L’illustrissimo tira fuori dal cilindro il suo coniglio: vendere l’oro delle nostre riserve “perché più rapidamente disponibile”.
Una provocazione? Tutt’altro, visto che il Deaglio entra anche nel dettaglio (in tempi di regali, ci si conceda la rima baciata a prezzo buono): “Gli accordi internazionali ci permettono di metterne sul mercato solo piccole quantità ogni anno (pari all’incirca a uno-due miliardi di euro), ma il resto potrebbe essere dato in garanzia di una linea di credito con un ente internazionale per un pronto intervento in caso di spread troppo elevato, oppure per ricomprare una parte dei titoli di debito dagli
interessi più costosi”.
Secondo regalo ai cravattari.
Casualità o causalità? Certo che è proprio strano. Ministri e professori, editorialisti, economisti e imprenditori, gira e rigira, alla fine vanno tutti a parare dalla stessa parte.

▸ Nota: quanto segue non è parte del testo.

//! Stabilization strategies
//!
//! [`Stabilization`] is the closed set of trigger strategies behind one
//! interface. The layer based strategies share [`StabilizationCore`], which
//! owns the target, the eligibility filter, the plan builder and the cycle
//! state machine:
//!
//! ```text
//! Idle --layer change--> PendingFlush --eligible candidate--> Accumulating
//! Accumulating --layer change--> flush (emit plan) --> PendingFlush
//! Accumulating --end of file--> flush (emit plan)
//! ```
//!
//! The strategies only decide which candidate wins.

mod minimize_travel;
mod smart_gcode;
mod smart_layer;
mod snap_to_corner;

use crate::config::{SmartLayerTrigger, StabilizationConfig, StabilizationMode};
use crate::issues::{ProcessingIssue, QualityIssue};
use crate::plan::{PlanStep, SnapshotPlan};
use crate::target::StabilizationTarget;
use crate::trigger::TriggerPosition;
use gcodesnap_core::logging::SNAPSHOT_PLAN_TARGET;
use gcodesnap_core::math::{
    distance_xy, greater_than, is_equal, less_than, FLOAT_TOLERANCE,
};
use gcodesnap_core::{StabilizationError, TargetCallback};
use gcodesnap_parser::Command;
use gcodesnap_tracker::{BoundingBox, MachinePosition};

use minimize_travel::MinimizeTravel;
use smart_gcode::SmartGcode;
use smart_layer::SmartLayer;
use snap_to_corner::SnapToCorner;

/// Where a layer based strategy is in its plan cycle
#[derive(Debug, Clone, Copy, PartialEq, Eq)]
enum CycleState {
    /// Waiting for the first layer change
    Idle,
    /// A layer started; no candidate yet
    PendingFlush,
    /// At least one candidate is held for the current layer
    Accumulating,
}

/// Candidate selection of a layer based strategy
pub(crate) trait TriggerStrategy {
    /// Offer an eligible position and the one before it
    fn consider(
        &mut self,
        core: &StabilizationCore,
        current: &MachinePosition,
        previous: &MachinePosition,
    );

    fn has_candidate(&self) -> bool;

    /// Pick the trigger for the finished layer and clear all candidates
    fn take_trigger(&mut self, core: &mut StabilizationCore) -> Option<TriggerPosition>;
}

#[derive(Debug, Clone, Copy)]
struct StepOptions {
    retract_before_move: bool,
    retraction_length: f64,
    lift_before_move: bool,
    lift_height: f64,
    travel_speed: Option<f64>,
}

/// State shared by every strategy
#[derive(Debug)]
pub(crate) struct StabilizationCore {
    target: StabilizationTarget,
    bounds: Option<BoundingBox>,
    height_increment: f64,
    height_increment_index: u32,
    pub(crate) fastest_speed: bool,
    steps: StepOptions,
    plans: Vec<SnapshotPlan>,
    previous_plan_position: Option<(f64, f64)>,
    state: CycleState,
    quality_issues: Vec<QualityIssue>,
    processing_issues: Vec<ProcessingIssue>,
}

impl StabilizationCore {
    fn new(config: &StabilizationConfig, target: StabilizationTarget) -> Self {
        Self {
            target,
            bounds: config.bounds,
            height_increment: config.height_increment,
            height_increment_index: 0,
            fastest_speed: config.fastest_speed,
            steps: StepOptions {
                retract_before_move: config.retract_before_move,
                retraction_length: config.retraction_length,
                lift_before_move: config.lift_before_move,
                lift_height: config.lift_height,
                travel_speed: config.travel_speed,
            },
            plans: Vec::new(),
            previous_plan_position: None,
            state: CycleState::Idle,
            quality_issues: Vec::new(),
            processing_issues: Vec::new(),
        }
    }

    /// A position can trigger a snapshot only when it is on a real layer,
    /// fully known, produced by a tracked command and inside the bounds
    pub(crate) fn can_process(&self, position: &MachinePosition) -> bool {
        position.layer != 0
            && !position.has_unset_axis()
            && !position.gcode_was_ignored
            && position.is_in_bounds
            && self
                .bounds
                .map_or(true, |bounds| bounds.contains(position.x, position.y, position.z))
    }

    /// Layer changes start a new plan cycle. With a height increment only
    /// the first layer change at or above each multiple of it does.
    fn is_layer_trigger(&mut self, position: &MachinePosition) -> bool {
        if !position.is_layer_change {
            return false;
        }
        if self.height_increment <= 0.0 {
            return true;
        }

        let index = ((position.height / self.height_increment) - FLOAT_TOLERANCE)
            .ceil()
            .max(1.0) as u32;
        if index > self.height_increment_index {
            self.height_increment_index = index;
            true
        } else {
            false
        }
    }

    pub(crate) fn distance_to_target(&self, position: &MachinePosition) -> f64 {
        let (x, y) = self.target.coordinates();
        distance_xy(position.x, position.y, x, y)
    }

    /// Break a tie between two equally ranked positions: the faster one
    /// when configured, then the one nearer the last snapshot
    pub(crate) fn tie_break(&self, candidate: &MachinePosition, incumbent: &MachinePosition) -> bool {
        if self.fastest_speed {
            if greater_than(candidate.f, incumbent.f) {
                return true;
            }
            if less_than(candidate.f, incumbent.f) {
                return false;
            }
        }
        match self.previous_plan_position {
            Some((x, y)) => less_than(
                distance_xy(candidate.x, candidate.y, x, y),
                distance_xy(incumbent.x, incumbent.y, x, y),
            ),
            None => false,
        }
    }

    /// True when `candidate` at `distance` should replace `best`
    pub(crate) fn is_closer(
        &self,
        distance: f64,
        candidate: &MachinePosition,
        best: Option<&TriggerPosition>,
    ) -> bool {
        match best {
            None => true,
            Some(best) if less_than(distance, best.distance) => true,
            Some(best) if is_equal(distance, best.distance) => {
                self.tie_break(candidate, &best.position)
            }
            Some(_) => false,
        }
    }

    /// Run one position through the cycle state machine
    fn drive<S: TriggerStrategy>(
        &mut self,
        strategy: &mut S,
        current: &MachinePosition,
        previous: &MachinePosition,
    ) {
        if self.is_layer_trigger(current) {
            if self.state == CycleState::Accumulating {
                self.flush(strategy);
            }
            self.state = CycleState::PendingFlush;
        }

        if self.state != CycleState::Idle && self.can_process(current) {
            strategy.consider(self, current, previous);
            if strategy.has_candidate() {
                self.state = CycleState::Accumulating;
            }
        }
    }

    fn flush<S: TriggerStrategy>(&mut self, strategy: &mut S) {
        if let Some(trigger) = strategy.take_trigger(self) {
            self.emit_plan(trigger, None);
        }
        self.state = CycleState::Idle;
        self.target.resolve();
    }

    fn finish<S: TriggerStrategy>(&mut self, strategy: &mut S) {
        if self.state == CycleState::Accumulating {
            self.flush(strategy);
        }
    }

    /// Build the plan for a trigger
    pub(crate) fn emit_plan(&mut self, trigger: TriggerPosition, triggering_command: Option<&Command>) {
        let TriggerPosition {
            position_type,
            distance,
            position,
        } = trigger;
        let (target_x, target_y) = self.target.coordinates();

        let mut steps = Vec::with_capacity(4);
        if self.steps.retract_before_move {
            let missing = self.steps.retraction_length - position.extruder().retraction_length;
            if greater_than(missing, 0.0) {
                steps.push(PlanStep::retract(missing));
            }
        }
        if self.steps.lift_before_move && !position.is_zhop && self.steps.lift_height > 0.0 {
            steps.push(PlanStep::lift(position.z + self.steps.lift_height));
        }
        steps.push(PlanStep::travel(target_x, target_y, self.steps.travel_speed));
        steps.push(PlanStep::snapshot());

        tracing::info!(
            target: SNAPSHOT_PLAN_TARGET,
            layer = position.layer,
            line = position.file_line_number,
            position_type = %position_type,
            distance,
            x = position.x,
            y = position.y,
            "snapshot plan created"
        );

        self.previous_plan_position = Some((position.x, position.y));
        self.plans.push(SnapshotPlan {
            triggering_command: triggering_command
                .cloned()
                .unwrap_or_else(|| position.command.clone()),
            layer: position.layer,
            file_line_number: position.file_line_number,
            gcode_sequence_number: position.gcode_sequence_number,
            position_type,
            distance_from_target: distance,
            initial_position: position.clone(),
            return_position: position,
            steps,
        });
    }
}

enum Strategy {
    MinimizeTravel(MinimizeTravel),
    SnapToCorner(SnapToCorner),
    SmartLayer(SmartLayer),
    SmartGcode(SmartGcode),
}

/// Snapshot trigger search over a stream of machine positions
pub struct Stabilization {
    core: StabilizationCore,
    strategy: Strategy,
    mode: StabilizationMode,
}

impl Stabilization {
    /// Build the strategy named by the configuration.
    ///
    /// Fails when the configuration is invalid or the target needs a
    /// callback; use [`Stabilization::with_target_callback`] for those.
    pub fn new(config: &StabilizationConfig) -> Result<Self, StabilizationError> {
        Self::build(config, None)
    }

    /// Build the strategy with a host callback resolving the target
    pub fn with_target_callback(
        config: &StabilizationConfig,
        callback: TargetCallback,
    ) -> Result<Self, StabilizationError> {
        Self::build(config, Some(callback))
    }

    fn build(
        config: &StabilizationConfig,
        callback: Option<TargetCallback>,
    ) -> Result<Self, StabilizationError> {
        config.validate()?;
        let target = StabilizationTarget::new(config.target, config.printer_volume, callback)?;
        let mut core = StabilizationCore::new(config, target);

        let strategy = match &config.mode {
            StabilizationMode::MinimizeTravel => Strategy::MinimizeTravel(MinimizeTravel::new()),
            StabilizationMode::SnapToCorner { corner, favor_x } => {
                Strategy::SnapToCorner(SnapToCorner::new(*corner, *favor_x))
            }
            StabilizationMode::SmartLayer { trigger_type } => {
                if matches!(
                    trigger_type,
                    SmartLayerTrigger::Fastest | SmartLayerTrigger::Fast
                ) {
                    core.quality_issues.push(QualityIssue::FastTriggerSelected {
                        trigger: *trigger_type,
                    });
                }
                Strategy::SmartLayer(SmartLayer::new(*trigger_type))
            }
            StabilizationMode::SmartGcode { snapshot_command } => {
                Strategy::SmartGcode(SmartGcode::new(snapshot_command))
            }
        };

        tracing::debug!(
            target: SNAPSHOT_PLAN_TARGET,
            mode = %config.mode,
            stabilization_target = ?core.target.coordinates(),
            "stabilization created"
        );

        Ok(Self {
            core,
            strategy,
            mode: config.mode.clone(),
        })
    }

    pub fn mode(&self) -> &StabilizationMode {
        &self.mode
    }

    /// Current stabilization target
    pub fn target(&self) -> (f64, f64) {
        self.core.target.coordinates()
    }

    /// True when the position passes the common eligibility filter
    pub fn can_process_position(&self, position: &MachinePosition) -> bool {
        self.core.can_process(position)
    }

    /// Feed the position produced by one command
    pub fn process_position(&mut self, current: &MachinePosition, previous: &MachinePosition) {
        match &mut self.strategy {
            Strategy::MinimizeTravel(strategy) => self.core.drive(strategy, current, previous),
            Strategy::SnapToCorner(strategy) => self.core.drive(strategy, current, previous),
            Strategy::SmartLayer(strategy) => self.core.drive(strategy, current, previous),
            Strategy::SmartGcode(strategy) => strategy.process(&mut self.core, current),
        }
    }

    /// Flush any pending candidate and return every plan built so far
    pub fn finalize(&mut self) -> Vec<SnapshotPlan> {
        match &mut self.strategy {
            Strategy::MinimizeTravel(strategy) => self.core.finish(strategy),
            Strategy::SnapToCorner(strategy) => self.core.finish(strategy),
            Strategy::SmartLayer(strategy) => self.core.finish(strategy),
            Strategy::SmartGcode(strategy) => strategy.finish(&mut self.core),
        }
        self.take_plans()
    }

    /// Plans built so far, without flushing
    pub fn take_plans(&mut self) -> Vec<SnapshotPlan> {
        std::mem::take(&mut self.core.plans)
    }

    pub fn plans(&self) -> &[SnapshotPlan] {
        &self.core.plans
    }

    pub fn quality_issues(&self) -> &[QualityIssue] {
        &self.core.quality_issues
    }

    pub fn processing_issues(&self) -> &[ProcessingIssue] {
        &self.core.processing_issues
    }
}

impl std::fmt::Debug for Stabilization {
    fn fmt(&self, f: &mut std::fmt::Formatter<'_>) -> std::fmt::Result {
        f.debug_struct("Stabilization")
            .field("mode", &self.mode)
            .field("core", &self.core)
            .finish_non_exhaustive()
    }
}

/// Positions an extrusion-based strategy weighs: the extruding position and,
/// when it shares the layer and height, the start of the segment
pub(crate) fn extrusion_segment<'a>(
    core: &StabilizationCore,
    current: &'a MachinePosition,
    previous: &'a MachinePosition,
) -> impl Iterator<Item = &'a MachinePosition> {
    let extruding = current.extruder().is_extruding && current.has_xy_position_changed;
    let start = extruding
        && previous.is_printer_primed
        && previous.layer == current.layer
        && is_equal(previous.z, current.z)
        && core.can_process(previous);
    let previous = start.then_some(previous);
    let current = extruding.then_some(current);
    previous.into_iter().chain(current)
}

Sembra quasi un circolo, anzi un club, per usare un termine caro a Licio Gelli che al terzo punto degli Obiettivi del suo Piano di Rinascita democratica, ravvisava come indispensabile la costituzione appunto di un “club” (di natura rotariana per l’eterogeneità dei componenti) ove fossero rappresentati, ai migliori livelli, operatori, imprenditoriali e finanziari, esponenti delle professioni liberali, pubblici amministratori e magistrati nonché pochissimi e selezionati uomini politici, che non superi il numero di 30 o 40 unità. Un vero e proprio “comitato di garanti rispetto ai politici che si assumeranno l’onere dell’attuazione del piano e nei confronti delle forze amiche nazionali e straniere che lo vorranno appoggiare”.
Facciamo due conti:
i garanti ci sono, gli attuatori anche e le forze “amiche” nazionali e straniere non mancano.